Contemplate the idea: A federal program that sets prices high enough to ensure that oranges would be grown near all of the country's population centers.
Crazy, you say, that public policymakers would countenance such a program for oranges, let alone any other agricultural product?
Well, Sen. Rudy Boschwitz (R-Minn.) proposed yesterday that the Senate Agriculture Committee adopt an Orange Equity and Consumer Protection Act of 1985 as part of a new farm bill it is working on.
"Citrus fruit is a wholesome part of the diet, not unlike milk," Boschwitz told the committee. "My bill would set up marketing orders, not unlike those used for dairy products, to guarantee that all population centers have a continuous, fresh supply of locally grown oranges."
The committee cracked up with laughter, but Boschwitz's point was made.
Just moments before, he had been steamrollered by the committee after he proposed changes in the milk marketing order system that helps set prices and requires that fluid milk be produced near the market where it is used.
The changes sought by Boschwitz would have benefited dairy farmers back home in Minnesota and the upper Midwest who are prevented by the marketing orders from selling their fluid milk outside their region.
"In the beginning, advantages were given to certain areas to encourage local production. But I am now suggesting that the period for these differentials is no longer justifiable," he said.
Boschwitz lost that one, 14 to 2, whereupon he peeled out his orange bill.
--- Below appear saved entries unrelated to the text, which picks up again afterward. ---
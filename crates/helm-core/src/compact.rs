// Copyright (c) 2024-2026 Martin Schröder <info@swedishembedded.com>
//
// SPDX-License-Identifier: Apache-2.0
//! Deterministic memory compression (SPEC_FULL.md §4.8.1) and per-tool-result
//! truncation (§4.6's `smart_truncate`). No model call is involved in either
//! path — both are pure functions over message/string content.

use helm_model::{Message, MessageContent, Role};
use helm_tools::OutputCategory;
use regex::Regex;
use std::sync::OnceLock;

/// `tool` message content above this length is head/tail-compressed.
pub const TOOL_TRUNCATE_THRESHOLD: usize = 2_000;
/// `assistant` message content above this length is hard-truncated.
pub const ASSISTANT_TRUNCATE_THRESHOLD: usize = 3_000;
const HEAD_LINES: usize = 10;
const TAIL_LINES: usize = 10;
const KEY_POINTS_KEEP_RECENT: usize = 10;
const KEEP_RECENT_GROUPS: usize = 3;

fn keypoint_patterns() -> &'static Regex {
    static RE: OnceLock<Regex> = OnceLock::new();
    RE.get_or_init(|| Regex::new(r"(?i)\b(diagnosed|completed|error)\s*:\s*(.+)").unwrap())
}

/// Find the nearest valid char boundary at or before `idx`.
fn floor_char_boundary(s: &str, idx: usize) -> usize {
    if idx >= s.len() {
        return s.len();
    }
    let mut i = idx;
    while i > 0 && !s.is_char_boundary(i) {
        i -= 1;
    }
    i
}

/// Find the nearest valid char boundary at or after `idx`.
fn ceil_char_boundary(s: &str, idx: usize) -> usize {
    let mut i = idx.min(s.len());
    while i < s.len() && !s.is_char_boundary(i) {
        i += 1;
    }
    i
}

fn head_tail_lines(text: &str, head: usize, tail: usize) -> String {
    let lines: Vec<&str> = text.lines().collect();
    if lines.len() <= head + tail {
        return text.to_string();
    }
    let omitted = lines.len() - head - tail;
    format!(
        "{}\n… [omitted {omitted} lines] …\n{}",
        lines[..head].join("\n"),
        lines[lines.len() - tail..].join("\n")
    )
}

/// Truncate one tool result's text to fit within `cap_chars`, using the
/// shape `category` implies about its content (SPEC_FULL.md §4.6).
pub fn smart_truncate(content: &str, category: OutputCategory, cap_chars: usize) -> String {
    if content.len() <= cap_chars {
        return content.to_string();
    }
    match category {
        OutputCategory::HeadTail => {
            let head = cap_chars * 3 / 5;
            let tail = cap_chars - head;
            let head_end = floor_char_boundary(content, head.min(content.len()));
            let tail_start = ceil_char_boundary(content, content.len().saturating_sub(tail));
            format!(
                "{}\n… [truncated {} chars] …\n{}",
                &content[..head_end],
                tail_start.saturating_sub(head_end),
                &content[tail_start..]
            )
        }
        OutputCategory::FileContent => {
            let head = cap_chars * 2 / 3;
            let tail = cap_chars - head;
            let head_end = floor_char_boundary(content, head.min(content.len()));
            let tail_start = ceil_char_boundary(content, content.len().saturating_sub(tail));
            format!(
                "{}\n… [truncated, {} chars omitted] …\n{}",
                &content[..head_end],
                tail_start.saturating_sub(head_end),
                &content[tail_start..]
            )
        }
        OutputCategory::Generic => {
            let end = floor_char_boundary(content, cap_chars);
            format!("{}… [truncated, {} chars omitted]", &content[..end], content.len() - end)
        }
    }
}

/// Compress a single message in place per step 2 of §4.8.1: `tool` content
/// over [`TOOL_TRUNCATE_THRESHOLD`] chars becomes a head/tail window; long
/// `assistant` content is hard-truncated.
fn compress_long_message(msg: &Message) -> Message {
    match (&msg.role, &msg.content) {
        (Role::Tool, MessageContent::ToolResult { tool_call_id, content }) => {
            if let Some(text) = content.as_text() {
                if text.len() > TOOL_TRUNCATE_THRESHOLD {
                    let compressed = head_tail_lines(text, HEAD_LINES, TAIL_LINES);
                    return Message::tool_result(tool_call_id.clone(), compressed);
                }
            }
            msg.clone()
        }
        (Role::Assistant, MessageContent::Text(text)) if text.len() > ASSISTANT_TRUNCATE_THRESHOLD => {
            let end = floor_char_boundary(text, ASSISTANT_TRUNCATE_THRESHOLD);
            Message::assistant(format!("{}… [truncated]", &text[..end]))
        }
        _ => msg.clone(),
    }
}

/// Extract "key point" sentences from compressed messages (step 3): regex
/// matches over assistant content for `diagnosed:`/`completed:`/`error:`,
/// and the first line of any tool error.
fn extract_key_points(messages: &[Message]) -> Vec<String> {
    let mut points = Vec::new();
    for msg in messages {
        match (&msg.role, &msg.content) {
            (Role::Assistant, MessageContent::Text(text)) => {
                for cap in keypoint_patterns().captures_iter(text) {
                    points.push(format!("{}: {}", &cap[1], cap[2].trim()));
                }
            }
            (Role::Tool, MessageContent::ToolResult { content, .. }) => {
                if let Some(text) = content.as_text() {
                    if let Some(first_line) = text.lines().next() {
                        if first_line.to_lowercase().contains("error") {
                            points.push(first_line.trim().to_string());
                        }
                    }
                }
            }
            _ => {}
        }
    }
    let mut seen = std::collections::HashSet::new();
    points.retain(|p| seen.insert(p.clone()));
    let keep_from = points.len().saturating_sub(KEY_POINTS_KEEP_RECENT);
    points[keep_from..].to_vec()
}

/// Group messages into turns: a leading system-only group, then a
/// user-start group per §4.8.1 — `user → assistant [→ tool_calls, tool
/// responses]` repeated. Preserves I3 (assistant-with-tool_calls always
/// stays adjacent to its tool responses) since a new group only starts at
/// the next `user` message.
fn group_into_turns(messages: &[Message]) -> (Vec<Message>, Vec<Vec<Message>>) {
    let mut i = 0;
    while i < messages.len() && messages[i].role == Role::System {
        i += 1;
    }
    let system_group = messages[..i].to_vec();

    let mut turns: Vec<Vec<Message>> = Vec::new();
    for msg in &messages[i..] {
        if msg.role == Role::User || turns.is_empty() {
            turns.push(vec![msg.clone()]);
        } else {
            turns.last_mut().unwrap().push(msg.clone());
        }
    }
    (system_group, turns)
}

fn turn_has_tool_calls(turn: &[Message]) -> bool {
    turn.iter()
        .any(|m| matches!(&m.content, MessageContent::ToolCall { .. }))
}

fn turn_len(turn: &[Message]) -> usize {
    turn.iter().map(|m| m.as_text().map(str::len).unwrap_or(0)).sum()
}

fn turn_tokens(turn: &[Message]) -> usize {
    turn.iter().map(Message::approx_tokens).sum()
}

const KEYWORD_BONUS_TERMS: &[&str] = &["error", "fix", "test", "fail"];

fn keyword_bonus(turn: &[Message]) -> f64 {
    let mut bonus = 0.0;
    for msg in turn {
        if let Some(text) = msg.as_text() {
            let lower = text.to_lowercase();
            for term in KEYWORD_BONUS_TERMS {
                if lower.contains(term) {
                    bonus += 5.0;
                }
            }
        }
    }
    bonus
}

/// Score a non-kept-recent turn group for budget selection (§4.8.1 step 4):
/// `position*0.3 + (user?20:0) + (has_tool_calls?15:0) + keyword bonuses
/// − (len>2000?10:0)`.
fn score_turn(turn: &[Message], position: usize) -> f64 {
    let is_user_start = turn.first().map(|m| m.role == Role::User).unwrap_or(false);
    let mut score = position as f64 * 0.3;
    if is_user_start {
        score += 20.0;
    }
    if turn_has_tool_calls(turn) {
        score += 15.0;
    }
    score += keyword_bonus(turn);
    if turn_len(turn) > 2_000 {
        score -= 10.0;
    }
    score
}
// Copyright (c) 2024-2026 Martin Schröder <info@swedishembedded.com>
//
// SPDX-License-Identifier: MIT
use std::collections::HashMap;
use std::sync::Arc;

use crate::{Tool, ToolCall, ToolContext, ToolOutput};

/// A tool schema — mirrors `helm_model::ToolSchema` but keeps this crate
/// independent from the model crate.
#[derive(Debug, Clone)]
pub struct ToolSchema {
    pub name: String,
    pub description: String,
    pub parameters: serde_json::Value,
}

/// Central registry holding all available tools.
pub struct ToolRegistry {
    tools: HashMap<String, Arc<dyn Tool>>,
}

// SAFETY: ToolRegistry is Sync because:
// - HashMap<String, Arc<dyn Tool>> is Sync (String is Sync, Arc<T: Send + Sync> is Sync)
// - Tools implement Send + Sync (required by the Tool trait)
// - No interior mutability exists after construction (all methods take &self)
unsafe impl Sync for ToolRegistry {}

impl ToolRegistry {
    pub fn new() -> Self {
        Self { tools: HashMap::new() }
    }

    pub fn register(&mut self, tool: impl Tool + 'static) {
        self.tools.insert(tool.name().to_string(), Arc::new(tool));
    }

    pub fn get(&self, name: &str) -> Option<Arc<dyn Tool>> {
        self.tools.get(name).cloned()
    }

    pub fn schemas(&self) -> Vec<ToolSchema> {
        let mut schemas: Vec<ToolSchema> = self
            .tools
            .values()
            .map(|t| ToolSchema {
                name: t.name().to_string(),
                description: t.description().to_string(),
                parameters: t.parameters_schema(),
            })
            .collect();
        schemas.sort_by(|a, b| a.name.cmp(&b.name));
        schemas
    }

    pub async fn execute(&self, call: &ToolCall, ctx: &ToolContext) -> ToolOutput {
        match self.tools.get(&call.name) {
            Some(tool) => tool.execute(call, ctx).await,
            None => ToolOutput::err(&call.id, format!("unknown tool: {}", call.name)),
        }
    }

    pub fn names(&self) -> Vec<String> {
        self.tools.keys().cloned().collect()
    }
}

impl Default for ToolRegistry {
    fn default() -> Self {
        Self::new()
    }
}

// ─── Unit tests ──────────────────────────────────────────────────────────────
// Copyright (c) 2024-2026 Martin Schröder <info@swedishembedded.com>
//
// SPDX-License-Identifier: MIT
//! Shared base implementation for OpenAI-compatible chat completion APIs.
//!
//! Roughly 25 providers speak the same `/chat/completions` + `/models` wire
//! format.  This module provides a single `OpenAICompatProvider` that every
//! such driver configures with its own defaults (URL, auth style, headers).
//!
//! # Auth styles
//! - `Bearer` — `Authorization: Bearer <key>` (most providers)
//! - `ApiKeyHeader` — `api-key: <key>` (Azure OpenAI)
//! - `None` — no authentication (local servers like Ollama / LM Studio)
//!
//! # Usage
//! Configure via `helm_config::ModelConfig` and call `helm_model::from_config`.
//! This module is `pub(crate)` — direct construction is handled in
//! `helm_model::from_config`.

use anyhow::{bail, Context};
use async_trait::async_trait;
use futures::StreamExt;
use serde_json::{json, Value};
use tracing::debug;

use crate::{
    catalog::{static_catalog, ModelCatalogEntry},
    provider::ResponseStream,
    CompletionRequest, ResponseEvent, Role,
};

/// How to send the API key in HTTP requests.
#[derive(Debug, Clone, PartialEq, Eq)]
pub enum AuthStyle {
    /// `Authorization: Bearer <key>` — standard for most providers.
    Bearer,
    /// `api-key: <key>` — Azure OpenAI style.
    ApiKeyHeader,
    /// No authentication header — local servers (Ollama, vLLM, LM Studio).
    None,
}

/// OpenAI-compatible chat completion provider.
///
/// Used as the implementation for every provider that speaks the standard
/// `/v1/chat/completions` SSE streaming wire format.
pub struct OpenAICompatProvider {
    /// Provider id returned by `ModelProvider::name()`.
    driver_name: &'static str,
    /// Model id forwarded to the API.
    model: String,
    /// API key (pre-resolved from config or env).
    api_key: Option<String>,
    /// Full chat completions URL, e.g. `https://api.groq.com/openai/v1/chat/completions`.
    chat_url: String,
    /// Full models list URL (optional).  `None` → fall back to static catalog.
    models_url: Option<String>,
    max_tokens: u32,
    temperature: f32,
    client: reqwest::Client,
    /// Additional HTTP headers (e.g. `HTTP-Referer` for OpenRouter).
    extra_headers: Vec<(String, String)>,
    auth_style: AuthStyle,
    /// Extra key-value pairs merged verbatim into the request body.
    ///
    /// Populated from `ModelConfig.driver_options`.  Use this to pass
    /// provider-specific parameters that helm does not model natively, e.g.:
    ///   • `parse_tool_calls: false` — disable llama.cpp grammar constraints
    ///     so the model can emit reasoning text alongside tool calls
    ///   • `reasoning_format: "deepseek"` — enable thinking extraction on
    ///     llama.cpp for reasoning-capable models (QwQ, DeepSeek-R1, Qwen3)
    extra_body: serde_json::Value,
}
// Copyright (c) 2024-2026 Martin Schröder <info@swedishembedded.com>
//
// SPDX-License-Identifier: MIT
//! Shared test harness for integration-testing model drivers against live APIs.
//!
//! All tests in this module are `#[ignore]`d by default so they do not run
//! in CI without network access and real API keys.  To run them:
//!
//! ```sh
//! # Run all integration tests:
//! OPENAI_API_KEY=sk-... cargo test -p helm-model -- --include-ignored
//!
//! # Run tests for a specific provider:
//! GROQ_API_KEY=gsk_... cargo test -p helm-model groq -- --include-ignored
//! ```

use futures::StreamExt;
use helm_config::ModelConfig;
use helm_model::{from_config, CompletionRequest, Message, ResponseEvent, ToolSchema};

// ── Shared harness ────────────────────────────────────────────────────────────

pub struct DriverTestHarness {
    provider_id: &'static str,
    test_model: &'static str,
    api_key_env: &'static str,
}

impl DriverTestHarness {
    pub fn new(
        provider_id: &'static str,
        test_model: &'static str,
        api_key_env: &'static str,
    ) -> Self {
        Self {
            provider_id,
            test_model,
            api_key_env,
        }
    }

    fn make_config(&self) -> ModelConfig {
        ModelConfig {
            provider: self.provider_id.into(),
            name: self.test_model.into(),
            api_key_env: Some(self.api_key_env.into()),
            max_tokens: Some(64),
            temperature: Some(0.0),
            ..ModelConfig::default()
        }
    }

    pub async fn test_basic_completion(&self) -> anyhow::Result<()> {
        let cfg = self.make_config();
        let provider = from_config(&cfg)?;

        let req = CompletionRequest {
            messages: vec![Message::user("Reply with exactly: 'hello'")],
            tools: vec![],
            stream: true,
            ..Default::default()
        };

        let mut stream = provider.complete(req).await?;
        let mut text = String::new();
        let mut got_done = false;

        while let Some(ev) = stream.next().await {
            match ev? {
                ResponseEvent::TextDelta(t) => text.push_str(&t),
                ResponseEvent::Done => {
                    got_done = true;
                    break;
                }
                _ => {}
            }
        }

        assert!(got_done, "stream must end with Done event");
        assert!(!text.is_empty(), "model must produce some text");
        Ok(())
    }

    pub async fn test_list_models(&self) -> anyhow::Result<()> {
        let cfg = self.make_config();
        let provider = from_config(&cfg)?;
        let models = provider.list_models().await?;
        assert!(
            !models.is_empty(),
            "list_models should return at least one entry"
        );
        Ok(())
    }

    /// Verify that the provider correctly returns streamed chunks across at
    /// least two `TextDelta` events (i.e. real SSE streaming is working).
    pub async fn test_streaming_chunks(&self) -> anyhow::Result<()> {
        let cfg = self.make_config();
        let provider = from_config(&cfg)?;

        let req = CompletionRequest {
            messages: vec![Message::user(
                "Count from 1 to 5, one number per word, no extra text.",
            )],
            tools: vec![],
            stream: true,
            ..Default::default()
        };

        let mut stream = provider.complete(req).await?;
        let mut chunk_count = 0usize;
        let mut text = String::new();
        let mut got_done = false;

        while let Some(ev) = stream.next().await {
            match ev? {
                ResponseEvent::TextDelta(t) if !t.is_empty() => {
                    chunk_count += 1;
                    text.push_str(&t);
                }
                ResponseEvent::Done => {
                    got_done = true;
                    break;
                }
                _ => {}
            }
        }

        assert!(got_done, "stream must end with Done");
        assert!(!text.is_empty(), "model must produce non-empty text");
        assert!(
            chunk_count >= 2,
            "expected at least 2 streaming text chunks (got {chunk_count}) — \
             verify SSE streaming is actually enabled"
        );
        Ok(())
    }

    /// Verify that the provider emits a `ToolCall` event when the model is
    /// given a tool that is directly relevant to the user message.
    pub async fn test_tool_calling(&self) -> anyhow::Result<()> {
        let cfg = self.make_config();
        let provider = from_config(&cfg)?;

        let tool = ToolSchema {
            name: "get_current_time".into(),
            description: "Returns the current UTC time as an ISO-8601 string.".into(),
            parameters: serde_json::json!({
                "type": "object",
                "properties": {},
                "required": [],
            }),
        };

        let req = CompletionRequest {
            messages: vec![Message::user(
                "What is the current time? You MUST use the get_current_time tool.",
            )],
            tools: vec![tool],
            stream: true,
            ..Default::default()
        };

        let mut stream = provider.complete(req).await?;
        let mut tool_calls: Vec<(String, String)> = vec![];
        let mut got_done = false;

        while let Some(ev) = stream.next().await {
            match ev? {
                ResponseEvent::ToolCall {
                    name, arguments, ..
                } if !name.is_empty() => {
                    tool_calls.push((name, arguments));
                }
                ResponseEvent::Done => {
                    got_done = true;
                    break;
                }
                _ => {}
            }
        }

        assert!(got_done, "stream must end with Done");
        assert!(
            !tool_calls.is_empty(),
            "model must emit at least one ToolCall event when asked to use a tool"
        );
        let (name, _) = &tool_calls[0];
        assert_eq!(
            name, "get_current_time",
            "model should have called 'get_current_time', got '{name}'"
        );
        Ok(())
    }
}

// ── Per-provider tests ────────────────────────────────────────────────────────

#[tokio::test]
#[ignore = "requires OPENAI_API_KEY and network"]
async fn test_openai_basic() {
    let h = DriverTestHarness::new("openai", "gpt-4o-mini", "OPENAI_API_KEY");
    h.test_basic_completion().await.unwrap();
}

#[tokio::test]
#[ignore = "requires OPENAI_API_KEY and network"]
async fn test_openai_list_models() {
    let h = DriverTestHarness::new("openai", "gpt-4o-mini", "OPENAI_API_KEY");
    h.test_list_models().await.unwrap();
}

#[tokio::test]
#[ignore = "requires ANTHROPIC_API_KEY and network"]
async fn test_anthropic_basic() {
    let h = DriverTestHarness::new("anthropic", "claude-3-haiku-20240307", "ANTHROPIC_API_KEY");
    h.test_basic_completion().await.unwrap();
}

#[tokio::test]
#[ignore = "requires GEMINI_API_KEY and network"]
async fn test_google_basic() {
    let h = DriverTestHarness::new("google", "gemini-1.5-flash-002", "GEMINI_API_KEY");
    h.test_basic_completion().await.unwrap();
}

#[tokio::test]
#[ignore = "requires AWS_ACCESS_KEY_ID, AWS_SECRET_ACCESS_KEY and network"]
async fn test_aws_bedrock_basic() {
    let h = DriverTestHarness::new("aws", "amazon.nova-micro-v1:0", "AWS_ACCESS_KEY_ID");
    h.test_basic_completion().await.unwrap();
}

#[tokio::test]
#[ignore = "requires COHERE_API_KEY and network"]
async fn test_cohere_basic() {
    let h = DriverTestHarness::new("cohere", "command-r", "COHERE_API_KEY");
    h.test_basic_completion().await.unwrap();
}

#[tokio::test]
#[ignore = "requires GROQ_API_KEY and network"]
async fn test_groq_basic() {
    let h = DriverTestHarness::new("groq", "llama-3.1-8b-instant", "GROQ_API_KEY");
    h.test_basic_completion().await.unwrap();
}

#[tokio::test]
#[ignore = "requires TOGETHER_API_KEY and network"]
async fn test_together_basic() {
    let h = DriverTestHarness::new(
        "together",
        "meta-llama/Meta-Llama-3.1-8B-Instruct-Turbo",
        "TOGETHER_API_KEY",
    );
    h.test_basic_completion().await.unwrap();
}

#[tokio::test]
#[ignore = "requires MISTRAL_API_KEY and network"]
async fn test_mistral_basic() {
    let h = DriverTestHarness::new("mistral", "mistral-small-latest", "MISTRAL_API_KEY");
    h.test_basic_completion().await.unwrap();
}

#[tokio::test]
#[ignore = "requires DEEPSEEK_API_KEY and network"]
async fn test_deepseek_basic() {
    let h = DriverTestHarness::new("deepseek", "deepseek-chat", "DEEPSEEK_API_KEY");
    h.test_basic_completion().await.unwrap();
}

#[tokio::test]
#[ignore = "requires XAI_API_KEY and network"]
async fn test_xai_basic() {
    let h = DriverTestHarness::new("xai", "grok-beta", "XAI_API_KEY");
    h.test_basic_completion().await.unwrap();
}

#[tokio::test]
#[ignore = "requires PERPLEXITY_API_KEY and network"]
async fn test_perplexity_basic() {
    let h = DriverTestHarness::new("perplexity", "sonar", "PERPLEXITY_API_KEY");
    h.test_basic_completion().await.unwrap();
}

#[tokio::test]
#[ignore = "requires OPENROUTER_API_KEY and network"]
async fn test_openrouter_basic() {
    let h = DriverTestHarness::new(
        "openrouter",
        "meta-llama/llama-3.3-70b-instruct",
        "OPENROUTER_API_KEY",
    );
    h.test_basic_completion().await.unwrap();
}

#[tokio::test]
#[ignore = "requires running Ollama server at localhost:11434"]
async fn test_ollama_basic() {
    let h = DriverTestHarness::new("ollama", "llama3.2", "IGNORED_NO_KEY");
    h.test_basic_completion().await.unwrap();
}

#[tokio::test]
#[ignore = "requires DASHSCOPE_API_KEY and network"]
async fn test_dashscope_basic() {
    let h = DriverTestHarness::new("dashscope", "qwen-turbo", "DASHSCOPE_API_KEY");
    h.test_basic_completion().await.unwrap();
}

#[tokio::test]
#[ignore = "requires MOONSHOT_API_KEY and network"]
async fn test_moonshot_basic() {
    let h = DriverTestHarness::new("moonshot", "moonshot-v1-8k", "MOONSHOT_API_KEY");
    h.test_basic_completion().await.unwrap();
}

#[tokio::test]
#[ignore = "requires CEREBRAS_API_KEY and network"]
async fn test_cerebras_basic() {
    let h = DriverTestHarness::new("cerebras", "llama3.1-8b", "CEREBRAS_API_KEY");
    h.test_basic_completion().await.unwrap();
}

#[tokio::test]
#[ignore = "requires FIREWORKS_API_KEY and network"]
async fn test_fireworks_basic() {
    let h = DriverTestHarness::new(
        "fireworks",
        "accounts/fireworks/models/llama-v3p3-70b-instruct",
        "FIREWORKS_API_KEY",
    );
    h.test_basic_completion().await.unwrap();
}

#[tokio::test]
#[ignore = "requires NVIDIA_API_KEY and network"]
async fn test_nvidia_basic() {
    let h = DriverTestHarness::new("nvidia", "meta/llama-3.3-70b-instruct", "NVIDIA_API_KEY");
    h.test_basic_completion().await.unwrap();
}

#[tokio::test]
#[ignore = "requires SAMBANOVA_API_KEY and network"]
async fn test_sambanova_basic() {
    let h = DriverTestHarness::new(
        "sambanova",
        "Meta-Llama-3.3-70B-Instruct",
        "SAMBANOVA_API_KEY",
    );
    h.test_basic_completion().await.unwrap();
}

// ── Streaming chunk validation ─────────────────────────────────────────────────

#[tokio::test]
#[ignore = "requires OPENAI_API_KEY and network"]
async fn test_openai_streaming_chunks() {
    DriverTestHarness::new("openai", "gpt-4o-mini", "OPENAI_API_KEY")
        .test_streaming_chunks()
        .await
        .unwrap();
}

#[tokio::test]
#[ignore = "requires ANTHROPIC_API_KEY and network"]
async fn test_anthropic_streaming_chunks() {
    DriverTestHarness::new("anthropic", "claude-3-haiku-20240307", "ANTHROPIC_API_KEY")
        .test_streaming_chunks()
        .await
        .unwrap();
}

#[tokio::test]
#[ignore = "requires GEMINI_API_KEY and network"]
async fn test_google_streaming_chunks() {
    DriverTestHarness::new("google", "gemini-1.5-flash-002", "GEMINI_API_KEY")
        .test_streaming_chunks()
        .await
        .unwrap();
}

// ── Tool calling ───────────────────────────────────────────────────────────────

#[tokio::test]
#[ignore = "requires OPENAI_API_KEY and network"]
async fn test_openai_tool_calling() {
    DriverTestHarness::new("openai", "gpt-4o-mini", "OPENAI_API_KEY")
        .test_tool_calling()
        .await
        .unwrap();
}

#[tokio::test]
#[ignore = "requires ANTHROPIC_API_KEY and network"]
async fn test_anthropic_tool_calling() {
    DriverTestHarness::new("anthropic", "claude-3-haiku-20240307", "ANTHROPIC_API_KEY")
        .test_tool_calling()
        .await
        .unwrap();
}

#[tokio::test]
#[ignore = "requires GEMINI_API_KEY and network"]
async fn test_google_tool_calling() {
    DriverTestHarness::new("google", "gemini-1.5-flash-002", "GEMINI_API_KEY")
        .test_tool_calling()
        .await
        .unwrap();
}

#[tokio::test]
#[ignore = "requires GROQ_API_KEY and network"]
async fn test_groq_tool_calling() {
    DriverTestHarness::new("groq", "llama-3.3-70b-versatile", "GROQ_API_KEY")
        .test_tool_calling()
        .await
        .unwrap();
}

#[tokio::test]
#[ignore = "requires COHERE_API_KEY and network"]
async fn test_cohere_tool_calling() {
    DriverTestHarness::new("cohere", "command-r-plus", "COHERE_API_KEY")
        .test_tool_calling()
        .await
        .unwrap();
}

#[tokio::test]
#[ignore = "requires MISTRAL_API_KEY and network"]
async fn test_mistral_tool_calling() {
    DriverTestHarness::new("mistral", "mistral-small-latest", "MISTRAL_API_KEY")
        .test_tool_calling()
        .await
        .unwrap();
}

#[tokio::test]
#[ignore = "requires DEEPSEEK_API_KEY and network"]
async fn test_deepseek_tool_calling() {
    DriverTestHarness::new("deepseek", "deepseek-chat", "DEEPSEEK_API_KEY")
        .test_tool_calling()
        .await
        .unwrap();
}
"Since the committee is so enamored of marketing orders, we want some marketing orders to establish a national policy of producing oranges around population centers," he said. "Fresh milk and fresh juice in the morning, that's what I'm advocating. I guess it works in dairy, so let's do it in citrus," he said.
Point made, Boschwitz then withdrew his amendment.
The senator, by the way, although a sufferer of lactose intolerance, takes milk in his coffee and drinks his orange juice straight.